An appellate court will set aside a district court's findings of fact only if they are clearly erroneous, and deference is given to the district court's opportunity to evaluate witness credibility. Goldman v. Greenwood, 748 N.W.2d 279, 284 (Minn. 2008). To successfully challenge a district court's factual findings, a party must show that even when the evidence is viewed in the light most favorable to the district court's findings, an appellate court is still left with the definite and firm conviction that a mistake was made. Vangsness v. Vangsness, 607 N.W.2d 468, 474 (Minn. App. 2000).

I. The district court's division of marital property is not an abuse of discretion.

A district court has broad discretion in dividing property in a dissolution, and the property division will not be overturned absent an abuse of discretion. Antone v. Antone, 645 N.W.2d 96, 100 (Minn. 2002). Even if an appellate court may have taken a different approach, a district court's property division will be affirmed if it has an acceptable basis in fact and principle. Id.

Here, the district court confirmed the parties' agreement and awarded mother the homestead, which the court found had a fair market value of $192,000 and marital equity of $31,910.38. Mother also received one of the parties' vehicles; one of the parties' checking accounts, with a balance of $808.11; retirement and investment accounts totaling $68,540.52; and a share of the 2010 tax refund and advances on the home-equity line of credit. The district court also assigned all of the parties' liabilities, totaling $7,859.32, to mother. Father received a vehicle; a boat; a go-cart; seven bank accounts totaling $9,267.38; retirement accounts totaling $95,052.31; and a share of the 2010 tax refund and advances on the home-equity line of credit. This division resulted in each party receiving a net property distribution of $127,960.19. Given the parties' long-term marriage, this equal division of assets is presumptively a fair distribution. See Miller v. Miller, 352 N.W.2d 738, 742 (Minn. 1984) (stating that an equal division of assets accumulated through joint efforts is appropriate after a long-term marriage).

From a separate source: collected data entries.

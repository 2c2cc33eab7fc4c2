//! # wiremask
//!
//! Browser impersonation profiles for Rust HTTP clients.
//!
//! Servers fingerprint clients from the static shape of what they send: the
//! TLS ClientHello, the HTTP/2 SETTINGS frame and WINDOW_UPDATE that open a
//! connection, the order of pseudo-headers and headers, the PRIORITY of the
//! request stream, even the format of a multipart boundary. `wiremask`
//! bundles all of these into named profiles captured from real browsers and
//! installs them on a client in one step.
//!
//! ## Features
//!
//! - **Profile Registry**: built-in Chrome, Edge, Firefox and Safari profiles,
//!   looked up by forgiving names (`"Chrome 120"`, `"chrome_120"`)
//! - **Profile Applicator**: atomically replaces a client's wire configuration
//! - **Header ordering**: pseudo-headers, profile order, defaults, then the rest
//! - **Multipart boundaries**: WebKit and Gecko formats from OS entropy
//! - **JSON definitions**: declare custom profiles in configuration (`json` feature)
//!
//! ## Quick Start
//!
//! ```
//! use wiremask::client::Client;
//!
//! let client = Client::new();
//! client.impersonate("chrome_120")?;
//!
//! let config = client.wire_config();
//! assert_eq!(config.window_increment, 15663105);
//! # Ok::<(), wiremask::ProfileError>(())
//! ```
//!
//! ## Modules
//!
//! - [`base`] - Error definitions
//! - [`client`] - Client handle, wire configuration and the applicator
//! - [`emulation`] - Profiles, the registry and profile definitions
//! - [`http`] - HTTP/2 fingerprint types, header ordering, multipart bodies
//! - [`tls`] - ClientHello templates referenced by profiles

pub mod base;
pub mod client;
pub mod emulation;
pub mod http;
pub mod tls;

pub use base::profileerror::ProfileError;
pub use client::{apply_profile, Client, ClientBuilder, ClientWireConfig, ConnectionPreface};
pub use emulation::{ImpersonationProfile, ProfileFactory, ProfileRegistry};
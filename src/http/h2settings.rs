//! HTTP/2 SETTINGS configuration for browser fingerprinting.
//!
//! Browsers emit the SETTINGS frame parameters in a fixed order, and
//! fingerprinting systems (Akamai-style HTTP/2 hashes) record both the
//! values and the order. [`H2Settings`] is therefore an ordered list
//! rather than a struct of optional fields.
//!
//! Values are taken from real browser captures.

use crate::base::profileerror::ProfileError;
use serde::{Deserialize, Serialize};
use std::fmt;

const MAX_INITIAL_WINDOW_SIZE: u32 = 0x7FFF_FFFF;
const MIN_MAX_FRAME_SIZE: u32 = 16_384;
const MAX_MAX_FRAME_SIZE: u32 = 16_777_215;

/// HTTP/2 SETTINGS parameter identifier (RFC 9113 §6.5.2, RFC 8441, RFC 9218).
#[derive(Debug, Clone, Copy, PartialEq, Eq, Hash, Serialize, Deserialize)]
#[serde(rename_all = "SCREAMING_SNAKE_CASE")]
pub enum SettingId {
    /// SETTINGS_HEADER_TABLE_SIZE (0x1) - HPACK dynamic table size
    HeaderTableSize,
    /// SETTINGS_ENABLE_PUSH (0x2)
    EnablePush,
    /// SETTINGS_MAX_CONCURRENT_STREAMS (0x3)
    MaxConcurrentStreams,
    /// SETTINGS_INITIAL_WINDOW_SIZE (0x4) - Stream-level flow control
    InitialWindowSize,
    /// SETTINGS_MAX_FRAME_SIZE (0x5)
    MaxFrameSize,
    /// SETTINGS_MAX_HEADER_LIST_SIZE (0x6)
    MaxHeaderListSize,
    /// SETTINGS_ENABLE_CONNECT_PROTOCOL (0x8)
    EnableConnectProtocol,
    /// SETTINGS_NO_RFC7540_PRIORITIES (0x9)
    NoRfc7540Priorities,
    /// Any other identifier (GREASE or experimental settings).
    Unknown(u16),
}

impl SettingId {
    /// Wire identifier.
    pub fn code(self) -> u16 {
        match self {
            SettingId::HeaderTableSize => 0x1,
            SettingId::EnablePush => 0x2,
            SettingId::MaxConcurrentStreams => 0x3,
            SettingId::InitialWindowSize => 0x4,
            SettingId::MaxFrameSize => 0x5,
            SettingId::MaxHeaderListSize => 0x6,
            SettingId::EnableConnectProtocol => 0x8,
            SettingId::NoRfc7540Priorities => 0x9,
            SettingId::Unknown(code) => code,
        }
    }

    /// Map a wire identifier back to a known setting.
    pub fn from_code(code: u16) -> Self {
        match code {
            0x1 => SettingId::HeaderTableSize,
            0x2 => SettingId::EnablePush,
            0x3 => SettingId::MaxConcurrentStreams,
            0x4 => SettingId::InitialWindowSize,
            0x5 => SettingId::MaxFrameSize,
            0x6 => SettingId::MaxHeaderListSize,
            0x8 => SettingId::EnableConnectProtocol,
            0x9 => SettingId::NoRfc7540Priorities,
            other => SettingId::Unknown(other),
        }
    }
}

impl fmt::Display for SettingId {
    fn fmt(&self, f: &mut fmt::Formatter<'_>) -> fmt::Result {
        let name = match self {
            SettingId::HeaderTableSize => "HEADER_TABLE_SIZE",
            SettingId::EnablePush => "ENABLE_PUSH",
            SettingId::MaxConcurrentStreams => "MAX_CONCURRENT_STREAMS",
            SettingId::InitialWindowSize => "INITIAL_WINDOW_SIZE",
            SettingId::MaxFrameSize => "MAX_FRAME_SIZE",
            SettingId::MaxHeaderListSize => "MAX_HEADER_LIST_SIZE",
            SettingId::EnableConnectProtocol => "ENABLE_CONNECT_PROTOCOL",
            SettingId::NoRfc7540Priorities => "NO_RFC7540_PRIORITIES",
            SettingId::Unknown(code) => return write!(f, "UNKNOWN_{code:#x}"),
        };
        f.write_str(name)
    }
}

/// A single SETTINGS parameter.
#[derive(Debug, Clone, Copy, PartialEq, Eq, Hash, Serialize, Deserialize)]
pub struct Setting {
    pub id: SettingId,
    pub value: u32,
}

impl Setting {
    pub const fn new(id: SettingId, value: u32) -> Self {
        Self { id, value }
    }
}

impl From<(SettingId, u32)> for Setting {
    fn from((id, value): (SettingId, u32)) -> Self {
        Setting::new(id, value)
    }
}

/// Ordered SETTINGS parameters, sent in the connection preface in this order.
///
/// An empty list means "send an empty SETTINGS frame" (protocol defaults).
#[derive(Debug, Clone, Default, PartialEq, Eq, Serialize, Deserialize)]
#[serde(transparent)]
pub struct H2Settings {
    settings: Vec<Setting>,
}

impl H2Settings {
    /// Empty settings list.
    pub fn new() -> Self {
        Self::default()
    }

    /// Build from `(id, value)` pairs, keeping their order.
    pub fn from_pairs<I>(pairs: I) -> Self
    where
        I: IntoIterator<Item = (SettingId, u32)>,
    {
        Self {
            settings: pairs.into_iter().map(Setting::from).collect(),
        }
    }

    /// Append a setting (builder style).
    pub fn with(mut self, id: SettingId, value: u32) -> Self {
        self.settings.push(Setting::new(id, value));
        self
    }

    /// Chrome 120 SETTINGS.
    pub fn chrome() -> Self {
        Self::from_pairs([
            (SettingId::HeaderTableSize, 65536),
            (SettingId::EnablePush, 0), // Chrome disabled push in 2022
            (SettingId::MaxConcurrentStreams, 1000),
            (SettingId::InitialWindowSize, 6291456), // 6MB
            (SettingId::MaxHeaderListSize, 262144),  // 256KB
        ])
    }

    /// Firefox 120 SETTINGS.
    pub fn firefox() -> Self {
        Self::from_pairs([
            (SettingId::HeaderTableSize, 65536),
            (SettingId::InitialWindowSize, 131072),
            (SettingId::MaxFrameSize, 16384),
        ])
    }

    /// Safari 17 SETTINGS.
    pub fn safari() -> Self {
        Self::from_pairs([
            (SettingId::EnablePush, 0),
            (SettingId::InitialWindowSize, 4194304),
            (SettingId::MaxConcurrentStreams, 100),
        ])
    }

    /// Check that no wire id appears twice and that values are in range.
    ///
    /// `Unknown` may only carry codes without a named variant, so every id
    /// is range-checked under its real meaning.
    pub fn validate(&self, profile: &str) -> Result<(), ProfileError> {
        for (i, setting) in self.settings.iter().enumerate() {
            let code = setting.id.code();
            if let SettingId::Unknown(_) = setting.id {
                let known = SettingId::from_code(code);
                if !matches!(known, SettingId::Unknown(_)) {
                    return Err(ProfileError::invalid(
                        profile,
                        format!("HTTP/2 setting {code:#x} must be written as {known}"),
                    ));
                }
            }
            if self.settings[..i].iter().any(|s| s.id.code() == code) {
                return Err(ProfileError::invalid(
                    profile,
                    format!("duplicate HTTP/2 setting {}", setting.id),
                ));
            }
            let in_range = match setting.id {
                SettingId::EnablePush | SettingId::EnableConnectProtocol => setting.value <= 1,
                SettingId::NoRfc7540Priorities => setting.value <= 1,
                SettingId::InitialWindowSize => setting.value <= MAX_INITIAL_WINDOW_SIZE,
                SettingId::MaxFrameSize => {
                    (MIN_MAX_FRAME_SIZE..=MAX_MAX_FRAME_SIZE).contains(&setting.value)
                }
                _ => true,
            };
            if !in_range {
                return Err(ProfileError::invalid(
                    profile,
                    format!("{} value {} out of range", setting.id, setting.value),
                ));
            }
        }
        Ok(())
    }

    /// Value of a setting, if present.
    pub fn get(&self, id: SettingId) -> Option<u32> {
        self.settings
            .iter()
            .find(|s| s.id.code() == id.code())
            .map(|s| s.value)
    }

    pub fn iter(&self) -> impl Iterator<Item = &Setting> {
        self.settings.iter()
    }

    pub fn as_slice(&self) -> &[Setting] {
        &self.settings
    }

    pub fn len(&self) -> usize {
        self.settings.len()
    }

    pub fn is_empty(&self) -> bool {
        self.settings.is_empty()
    }

    /// Akamai fingerprint segment, e.g. `1:65536;2:0;3:1000`.
    pub fn fingerprint(&self) -> String {
        self.settings
            .iter()
            .map(|s| format!("{}:{}", s.id.code(), s.value))
            .collect::<Vec<_>>()
            .join(";")
    }
}

impl<'a> IntoIterator for &'a H2Settings {
    type Item = &'a Setting;
    type IntoIter = std::slice::Iter<'a, Setting>;

    fn into_iter(self) -> Self::IntoIter {
        self.settings.iter()
    }
}
//! Client handle carrying the per-connection wire configuration.
//!
//! The transport (TLS engine, HTTP/2 engine, request serializer) consults a
//! [`Client`] for everything that shapes the bytes it sends. Applying an
//! [`ImpersonationProfile`] replaces all of it at once.
//!
//! # Example
//!
//! ```
//! use wiremask::client::Client;
//! use wiremask::emulation::Chrome;
//!
//! let client = Client::builder().profile(Chrome::V120).build()?;
//!
//! let preface = client.connection_preface();
//! assert_eq!(preface.h2.window_increment, 15663105);
//!
//! let request = http::Request::get("https://example.com/").body(())?;
//! let fields = client.encode_headers(&request)?;
//! assert_eq!(fields[0].name, ":method");
//! assert_eq!(fields[1].name, ":authority");
//! # Ok::<(), Box<dyn std::error::Error>>(())
//! ```

use crate::base::profileerror::ProfileError;
use crate::emulation::{ImpersonationProfile, ProfileFactory, ProfileRegistry};
use crate::http::boundary::BoundaryGenerator;
use crate::http::h2fingerprint::{validate_window_increment, H2Preface, PriorityParam, PseudoOrder};
use crate::http::h2settings::H2Settings;
use crate::http::multipart::Form;
use crate::http::orderedheaders::{order_headers, HeaderField, HeaderOrder, OrderedHeaderMap};
use crate::tls::{TlsFingerprintId, TlsOptions};
use bytes::Bytes;
use http::{HeaderMap, Method, Request, Uri};
use std::sync::{Arc, PoisonError, RwLock, RwLockReadGuard, RwLockWriteGuard};

/// Name reported in errors raised by the individual setters.
const CUSTOM_CONFIG: &str = "custom";

/// Everything about a client's connections and requests that fingerprinting
/// can observe.
///
/// A fresh client starts from protocol defaults: the TLS engine's own
/// ClientHello, an empty SETTINGS frame, no connection WINDOW_UPDATE
/// (`window_increment == 0`), pseudo-headers in `:method, :scheme,
/// :authority, :path` order, no header ordering, no default headers, the
/// RFC 9113 default priority and WebKit-style boundaries.
#[derive(Debug, Clone, PartialEq, Eq)]
pub struct ClientWireConfig {
    pub tls_fingerprint: TlsFingerprintId,
    pub http2_settings: H2Settings,
    pub window_increment: u32,
    pub pseudo_header_order: PseudoOrder,
    pub header_order: HeaderOrder,
    pub default_headers: HeaderMap,
    pub header_priority: PriorityParam,
    pub boundary: BoundaryGenerator,
}

impl Default for ClientWireConfig {
    fn default() -> Self {
        Self {
            tls_fingerprint: TlsFingerprintId::Default,
            http2_settings: H2Settings::default(),
            window_increment: 0,
            pseudo_header_order: PseudoOrder::PROTOCOL_DEFAULT,
            header_order: HeaderOrder::default(),
            default_headers: HeaderMap::new(),
            header_priority: PriorityParam::default(),
            boundary: BoundaryGenerator::webkit(),
        }
    }
}

impl From<&ImpersonationProfile> for ClientWireConfig {
    fn from(profile: &ImpersonationProfile) -> Self {
        Self {
            tls_fingerprint: profile.tls_fingerprint(),
            http2_settings: profile.http2_settings().clone(),
            window_increment: profile.window_increment(),
            pseudo_header_order: *profile.pseudo_header_order(),
            header_order: profile.header_order().clone(),
            default_headers: profile.default_headers().clone(),
            header_priority: profile.header_priority(),
            boundary: profile.boundary().clone(),
        }
    }
}

/// What the transport needs to open a connection.
#[derive(Debug, Clone, PartialEq, Eq)]
pub struct ConnectionPreface {
    pub tls_fingerprint: TlsFingerprintId,
    /// ClientHello template for `tls_fingerprint`.
    pub tls: TlsOptions,
    pub h2: H2Preface,
}

impl ConnectionPreface {
    /// SETTINGS and WINDOW_UPDATE frames, ready to follow the preface magic.
    pub fn encode(&self) -> Bytes {
        self.h2.encode()
    }
}

/// Client handle.
///
/// Cloning is cheap and clones share one configuration, like clones of any
/// connection-pooling client. Use [`Client::new`] for an independent one.
#[derive(Debug, Clone, Default)]
pub struct Client {
    config: Arc<RwLock<ClientWireConfig>>,
}

impl Client {
    /// Create a client with protocol-default wire configuration.
    pub fn new() -> Self {
        Self::default()
    }

    /// Create a new client builder.
    pub fn builder() -> ClientBuilder {
        ClientBuilder::default()
    }

    // The configuration is only ever replaced by whole-field assignment, so a
    // poisoned lock still guards a consistent value.
    fn read(&self) -> RwLockReadGuard<'_, ClientWireConfig> {
        self.config.read().unwrap_or_else(PoisonError::into_inner)
    }

    fn write(&self) -> RwLockWriteGuard<'_, ClientWireConfig> {
        self.config.write().unwrap_or_else(PoisonError::into_inner)
    }

    /// Replace the whole wire configuration with the one derived from
    /// `profile`. Nothing from an earlier profile or setter survives.
    pub fn apply_profile(&self, profile: &ImpersonationProfile) {
        let config = ClientWireConfig::from(profile);
        *self.write() = config;
        tracing::debug!(
            profile = %profile.name(),
            tls = %profile.tls_fingerprint(),
            h2 = %profile.http2_fingerprint(),
            "applied impersonation profile"
        );
    }

    /// Resolve `factory` and apply the resulting profile.
    pub fn apply<P: ProfileFactory>(&self, factory: P) -> Result<(), ProfileError> {
        let profile = factory.profile()?;
        self.apply_profile(&profile);
        Ok(())
    }

    /// Apply a built-in profile by name.
    pub fn impersonate(&self, name: &str) -> Result<(), ProfileError> {
        let profile = ProfileRegistry::builtin()?.get(name)?;
        self.apply_profile(profile);
        Ok(())
    }

    /// Snapshot of the current configuration.
    pub fn wire_config(&self) -> ClientWireConfig {
        self.read().clone()
    }

    pub fn set_tls_fingerprint(&self, id: TlsFingerprintId) {
        self.write().tls_fingerprint = id;
        tracing::debug!(tls = %id, "overrode TLS fingerprint");
    }

    pub fn set_http2_settings(&self, settings: H2Settings) -> Result<(), ProfileError> {
        settings.validate(CUSTOM_CONFIG)?;
        tracing::debug!(settings = %settings.fingerprint(), "overrode HTTP/2 settings");
        self.write().http2_settings = settings;
        Ok(())
    }

    /// Set the connection WINDOW_UPDATE increment; `0` disables the frame.
    pub fn set_window_increment(&self, increment: u32) -> Result<(), ProfileError> {
        validate_window_increment(CUSTOM_CONFIG, increment)?;
        self.write().window_increment = increment;
        tracing::debug!(increment, "overrode window increment");
        Ok(())
    }

    pub fn set_pseudo_header_order(&self, order: PseudoOrder) {
        self.write().pseudo_header_order = order;
        tracing::debug!(order = %order.fingerprint(), "overrode pseudo-header order");
    }

    pub fn set_header_order<I, S>(&self, names: I) -> Result<(), ProfileError>
    where
        I: IntoIterator<Item = S>,
        S: AsRef<str>,
    {
        let order = HeaderOrder::new(names).map_err(|e| match e {
            ProfileError::InvalidProfile { reason, .. } => {
                ProfileError::invalid(CUSTOM_CONFIG, reason)
            }
            other => other,
        })?;
        tracing::debug!(headers = order.len(), "overrode header order");
        self.write().header_order = order;
        Ok(())
    }

    pub fn set_default_headers(&self, headers: HeaderMap) {
        tracing::debug!(headers = headers.len(), "overrode default headers");
        self.write().default_headers = headers;
    }

    pub fn set_header_priority(&self, priority: PriorityParam) -> Result<(), ProfileError> {
        priority.validate(CUSTOM_CONFIG)?;
        self.write().header_priority = priority;
        tracing::debug!(
            dependency = priority.stream_dependency,
            exclusive = priority.exclusive,
            weight = priority.weight,
            "overrode header priority"
        );
        Ok(())
    }

    pub fn set_boundary_generator(&self, generator: BoundaryGenerator) {
        tracing::debug!(boundary = ?generator, "overrode boundary generator");
        self.write().boundary = generator;
    }

    /// Parameters for a new connection.
    pub fn connection_preface(&self) -> ConnectionPreface {
        let (tls_fingerprint, h2) = {
            let config = self.read();
            (
                config.tls_fingerprint,
                H2Preface {
                    settings: config.http2_settings.clone(),
                    window_increment: config.window_increment,
                    first_stream_priority: config.header_priority,
                },
            )
        };
        ConnectionPreface {
            tls_fingerprint,
            tls: tls_fingerprint.template(),
            h2,
        }
    }

    /// Serialize a request's header block in the configured order.
    ///
    /// Unlisted headers follow `http::HeaderMap` iteration order. That is
    /// insertion order only while nothing has been removed from the map,
    /// since removal swaps the last entry into the freed slot. Callers that
    /// need an exact order for unlisted headers should build an
    /// [`OrderedHeaderMap`] and use [`encode_ordered`](Self::encode_ordered).
    pub fn encode_headers<B>(&self, request: &Request<B>) -> Result<Vec<HeaderField>, ProfileError> {
        let config = self.read();
        order_headers(
            &config.pseudo_header_order,
            &config.header_order,
            &config.default_headers,
            request.method(),
            request.uri(),
            request.headers(),
        )
    }

    /// Serialize a header block whose unlisted headers keep the caller's
    /// insertion order exactly, removals included.
    pub fn encode_ordered(
        &self,
        method: &Method,
        uri: &Uri,
        headers: &OrderedHeaderMap,
    ) -> Result<Vec<HeaderField>, ProfileError> {
        let config = self.read();
        order_headers(
            &config.pseudo_header_order,
            &config.header_order,
            &config.default_headers,
            method,
            uri,
            headers.iter(),
        )
    }

    /// Start a multipart form with a freshly generated boundary.
    pub fn multipart_form(&self) -> Result<Form, ProfileError> {
        let generator = self.read().boundary.clone();
        Form::generate(&generator)
    }
}

/// Replace `client`'s wire configuration with `profile`'s.
pub fn apply_profile(client: &Client, profile: &ImpersonationProfile) {
    client.apply_profile(profile);
}

/// Builder for creating a [`Client`].
#[derive(Default)]
#[must_use]
pub struct ClientBuilder {
    profile: Option<Result<ImpersonationProfile, ProfileError>>,
    boundary: Option<BoundaryGenerator>,
}

impl ClientBuilder {
    /// Start from a profile (a version enum, a name, or a profile value).
    pub fn profile<P: ProfileFactory>(mut self, factory: P) -> Self {
        self.profile = Some(factory.profile());
        self
    }

    /// Start from a built-in profile by name.
    pub fn impersonate(self, name: &str) -> Self {
        self.profile(name)
    }

    /// Override the boundary generator (applied after the profile).
    pub fn boundary_generator(mut self, generator: BoundaryGenerator) -> Self {
        self.boundary = Some(generator);
        self
    }

    /// Build the client. Fails if the selected profile could not be resolved.
    pub fn build(self) -> Result<Client, ProfileError> {
        let client = Client::new();
        if let Some(profile) = self.profile {
            client.apply_profile(&profile?);
        }
        if let Some(generator) = self.boundary {
            client.set_boundary_generator(generator);
        }
        Ok(client)
    }
}

#[cfg(test)]
mod tests {
    use super::*;
    use crate::http::h2fingerprint::PseudoId;
    use crate::http::h2settings::SettingId;

    #[test]
    fn test_fresh_client_defaults() {
        let config = Client::new().wire_config();
        assert_eq!(config, ClientWireConfig::default());
        assert!(config.http2_settings.is_empty());
        assert_eq!(config.window_increment, 0);
        assert_eq!(config.header_priority.weight, 15);
        assert_eq!(config.pseudo_header_order.as_array()[1], PseudoId::Scheme);
    }

    #[test]
    fn test_default_preface_has_no_window_update() {
        let bytes = Client::new().connection_preface().encode();
        // Empty SETTINGS frame only.
        assert_eq!(&bytes[..], &[0, 0, 0, 0x4, 0, 0, 0, 0, 0]);
    }

    #[test]
    fn test_setters_validate() {
        let client = Client::new();
        assert!(client.set_window_increment(0x8000_0000).is_err());
        assert!(client
            .set_http2_settings(H2Settings::new().with(SettingId::EnablePush, 7))
            .is_err());
        let err = client.set_header_order(["accept", "ACCEPT"]).unwrap_err();
        match err {
            ProfileError::InvalidProfile { profile, .. } => assert_eq!(profile, CUSTOM_CONFIG),
            other => panic!("unexpected error {other:?}"),
        }
        assert_eq!(client.wire_config(), ClientWireConfig::default());
    }

    #[test]
    fn test_builder_unknown_profile() {
        let res = Client::builder().impersonate("lynx_2").build();
        assert!(matches!(res, Err(ProfileError::UnknownProfile(_))));
    }

    #[test]
    fn test_builder_boundary_override() {
        let client = Client::builder()
            .impersonate("chrome_120")
            .boundary_generator(BoundaryGenerator::fixed("fixed-boundary"))
            .build()
            .unwrap();
        let form = client.multipart_form().unwrap();
        assert_eq!(form.boundary(), "fixed-boundary");
        assert_eq!(client.wire_config().window_increment, 15663105);
    }

    #[test]
    fn test_clones_share_config() {
        let client = Client::new();
        let clone = client.clone();
        clone.impersonate("safari_17").unwrap();
        assert_eq!(client.wire_config().tls_fingerprint, TlsFingerprintId::Safari17);
        assert_eq!(Client::new().wire_config().tls_fingerprint, TlsFingerprintId::Default);
    }
}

Mother claims that the property distribution is an abuse of discretion because she is left with all of the parties' liabilities with few or no liquid assets with which to pay the debt. But she ignores the fact that, by the terms of the district court's order, she has almost $32,000 in equity in the homestead that was awarded to her that she may use to pay the approximately $8,000 in debt. We therefore conclude that mother has not established that the district court's property distribution was an abuse of discretion.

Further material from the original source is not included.